Given data:
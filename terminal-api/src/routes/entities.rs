//! Normalized store endpoints

use std::collections::BTreeMap;

use axum::{
    extract::{Path, State},
    http::StatusCode,
    response::IntoResponse,
    routing::get,
    Json, Router,
};
use rust_decimal::Decimal;
use serde::Serialize;
use terminal_core::{
    fields_from_json, DealTicket, EntityKey, EntityKind, EntityRecord, Position,
};
use terminal_sync::{
    CellKey, Clock, FlashState, Mutation, MutationOutcome, Query, Selection, SyncError,
};
use tracing::{error, info, warn};

use crate::AppState;

/// Error response
#[derive(Debug, Serialize)]
pub struct ErrorResponse {
    pub error: String,
}

fn error_response(code: StatusCode, error: impl Into<String>) -> axum::response::Response {
    (code, Json(ErrorResponse { error: error.into() })).into_response()
}

/// Response for listing entities
#[derive(Debug, Serialize)]
pub struct EntitiesResponse {
    pub entities: Vec<EntityRecord>,
    pub count: usize,
}

/// Position with derived profit figures
#[derive(Debug, Serialize)]
pub struct PositionView {
    #[serde(flatten)]
    pub position: Position,
    pub current_value: Decimal,
    pub pnl: Decimal,
    pub pnl_percentage: Decimal,
}

/// Deal ticket with its open remainder
#[derive(Debug, Serialize)]
pub struct DealView {
    #[serde(flatten)]
    pub deal: DealTicket,
    pub remaining_quantity: Decimal,
    pub done: bool,
}

/// Result of an optimistic write
#[derive(Debug, Serialize)]
pub struct MutationResponse {
    pub correlation_id: String,
    pub confirmed: bool,
    #[serde(skip_serializing_if = "Option::is_none")]
    pub reason: Option<String>,
}

/// Create entity routes
pub fn routes() -> Router<AppState> {
    Router::new()
        .route("/entities/{kind}", get(list_entities))
        .route("/entities/{kind}/{id}", get(get_entity).post(submit_mutation))
        .route("/entities/{kind}/{id}/flash", get(get_flash))
        .route("/positions", get(list_positions))
        .route("/deals", get(list_deals))
}

fn parse_kind(kind: &str) -> Result<EntityKind, axum::response::Response> {
    kind.parse()
        .map_err(|e: terminal_core::TerminalError| error_response(StatusCode::BAD_REQUEST, e.to_string()))
}

/// Read a query once and drop the selector
async fn select_once(state: &AppState, query: Query) -> Result<Selection, axum::response::Response> {
    match state.sync.select(query).await {
        Ok(selector) => {
            let selection = selector.current();
            selector.dispose();
            Ok(selection)
        }
        Err(e) => {
            error!("Select failed: {}", e);
            Err(error_response(StatusCode::SERVICE_UNAVAILABLE, e.to_string()))
        }
    }
}

async fn records_of_kind(state: &AppState, kind: EntityKind) -> Result<Vec<EntityRecord>, axum::response::Response> {
    match select_once(state, Query::Kind(kind)).await? {
        Selection::Kind(records) => Ok(records),
        _ => Ok(Vec::new()),
    }
}

/// List every entity of a kind
async fn list_entities(State(state): State<AppState>, Path(kind): Path<String>) -> impl IntoResponse {
    let kind = match parse_kind(&kind) {
        Ok(kind) => kind,
        Err(response) => return response,
    };
    match records_of_kind(&state, kind).await {
        Ok(entities) => {
            let count = entities.len();
            Json(EntitiesResponse { entities, count }).into_response()
        }
        Err(response) => response,
    }
}

/// Get one entity with pending optimistic writes applied
async fn get_entity(
    State(state): State<AppState>,
    Path((kind, id)): Path<(String, String)>,
) -> impl IntoResponse {
    let kind = match parse_kind(&kind) {
        Ok(kind) => kind,
        Err(response) => return response,
    };
    let key = EntityKey::new(kind, id);
    match select_once(&state, Query::Entity(key.clone())).await {
        Ok(Selection::Entity(Some(record))) => Json(record).into_response(),
        Ok(_) => error_response(StatusCode::NOT_FOUND, format!("Entity not found: {}", key)),
        Err(response) => response,
    }
}

/// Apply a field update optimistically and wait for the server verdict
async fn submit_mutation(
    State(state): State<AppState>,
    Path((kind, id)): Path<(String, String)>,
    Json(body): Json<serde_json::Value>,
) -> impl IntoResponse {
    let kind = match parse_kind(&kind) {
        Ok(kind) => kind,
        Err(response) => return response,
    };
    let Some(fields) = fields_from_json(&body).filter(|f| !f.is_empty()) else {
        return error_response(StatusCode::BAD_REQUEST, "Body must be a non-empty JSON object");
    };

    let key = EntityKey::new(kind, id);
    info!("Submitting {} field(s) for {}", fields.len(), key);

    let pending = match state.sync.submit(Mutation::new(key, fields)).await {
        Ok(pending) => pending,
        Err(e) => return error_response(StatusCode::SERVICE_UNAVAILABLE, e.to_string()),
    };
    let correlation_id = pending.correlation_id.clone();

    match pending.wait().await {
        MutationOutcome::Confirmed => Json(MutationResponse {
            correlation_id,
            confirmed: true,
            reason: None,
        })
        .into_response(),
        MutationOutcome::RolledBack { reason } => {
            warn!("Mutation {} rolled back: {}", correlation_id, reason);
            let code = match reason {
                SyncError::NotConnected | SyncError::EngineClosed => StatusCode::SERVICE_UNAVAILABLE,
                SyncError::MutationTimeout { .. } => StatusCode::GATEWAY_TIMEOUT,
                _ => StatusCode::CONFLICT,
            };
            (
                code,
                Json(MutationResponse {
                    correlation_id,
                    confirmed: false,
                    reason: Some(reason.to_string()),
                }),
            )
                .into_response()
        }
    }
}

/// Live highlights for each field of an entity
async fn get_flash(
    State(state): State<AppState>,
    Path((kind, id)): Path<(String, String)>,
) -> impl IntoResponse {
    let kind = match parse_kind(&kind) {
        Ok(kind) => kind,
        Err(response) => return response,
    };
    let key = EntityKey::new(kind, id);
    let record = match select_once(&state, Query::Entity(key.clone())).await {
        Ok(Selection::Entity(Some(record))) => record,
        Ok(_) => return error_response(StatusCode::NOT_FOUND, format!("Entity not found: {}", key)),
        Err(response) => return response,
    };

    let now = state.clock.now_ms();
    let flash = state.flash.read().await;
    let cells: BTreeMap<String, FlashState> = record
        .fields
        .keys()
        .map(|field| {
            let cell = CellKey::new(key.clone(), field.clone());
            (field.clone(), flash.state(&cell, now))
        })
        .collect();

    Json(cells).into_response()
}

/// Positions with profit and loss
async fn list_positions(State(state): State<AppState>) -> impl IntoResponse {
    let records = match records_of_kind(&state, EntityKind::Position).await {
        Ok(records) => records,
        Err(response) => return response,
    };

    let positions: Vec<PositionView> = records
        .iter()
        .filter_map(|record| match Position::from_record(record) {
            Ok(position) => Some(PositionView {
                current_value: position.current_value(),
                pnl: position.calculate_pnl(),
                pnl_percentage: position.pnl_percentage(),
                position,
            }),
            Err(e) => {
                warn!("Skipping position {}: {}", record.key, e);
                None
            }
        })
        .collect();

    Json(positions).into_response()
}

/// Deal tickets with their open remainder
async fn list_deals(State(state): State<AppState>) -> impl IntoResponse {
    let records = match records_of_kind(&state, EntityKind::DealTicket).await {
        Ok(records) => records,
        Err(response) => return response,
    };

    let deals: Vec<DealView> = records
        .iter()
        .filter_map(|record| match DealTicket::from_record(record) {
            Ok(deal) => Some(DealView {
                remaining_quantity: deal.remaining_quantity(),
                done: deal.status.is_terminal(),
                deal,
            }),
            Err(e) => {
                warn!("Skipping deal {}: {}", record.key, e);
                None
            }
        })
        .collect();

    Json(deals).into_response()
}
//! Health check endpoints

use axum::{extract::State, http::StatusCode, response::Json, routing::get, Router};
use serde::Serialize;
use terminal_sync::EngineStatus;

use crate::AppState;

/// Health check response
#[derive(Debug, Serialize)]
struct HealthResponse {
    status: String,
    sync: EngineStatus,
}

/// Health check handler
///
/// Degraded whenever the stream is not connected or a topic gave up.
async fn health_check(State(state): State<AppState>) -> (StatusCode, Json<HealthResponse>) {
    let sync = state.sync.status();
    let failed_topics = sync
        .topics
        .iter()
        .any(|t| matches!(t.state, terminal_core::TopicState::Error { .. }));

    let healthy = !sync.state.is_degraded() && !failed_topics;
    let response = HealthResponse {
        status: if healthy { "healthy" } else { "degraded" }.to_string(),
        sync,
    };

    let code = if healthy {
        StatusCode::OK
    } else {
        StatusCode::SERVICE_UNAVAILABLE
    };

    (code, Json(response))
}

/// Simple liveness check (always returns OK if server is running)
async fn liveness() -> &'static str {
    "OK"
}

/// Create health routes
pub fn routes() -> Router<AppState> {
    Router::new()
        .route("/health", get(health_check))
        .route("/health/live", get(liveness))
}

Required action:
Copy every line of the listing that includes the string "IntoResponse".

Answer box:
    response::IntoResponse,
async fn list_entities(State(state): State<AppState>, Path(kind): Path<String>) -> impl IntoResponse {
) -> impl IntoResponse {
) -> impl IntoResponse {
) -> impl IntoResponse {
async fn list_positions(State(state): State<AppState>) -> impl IntoResponse {
async fn list_deals(State(state): State<AppState>) -> impl IntoResponse {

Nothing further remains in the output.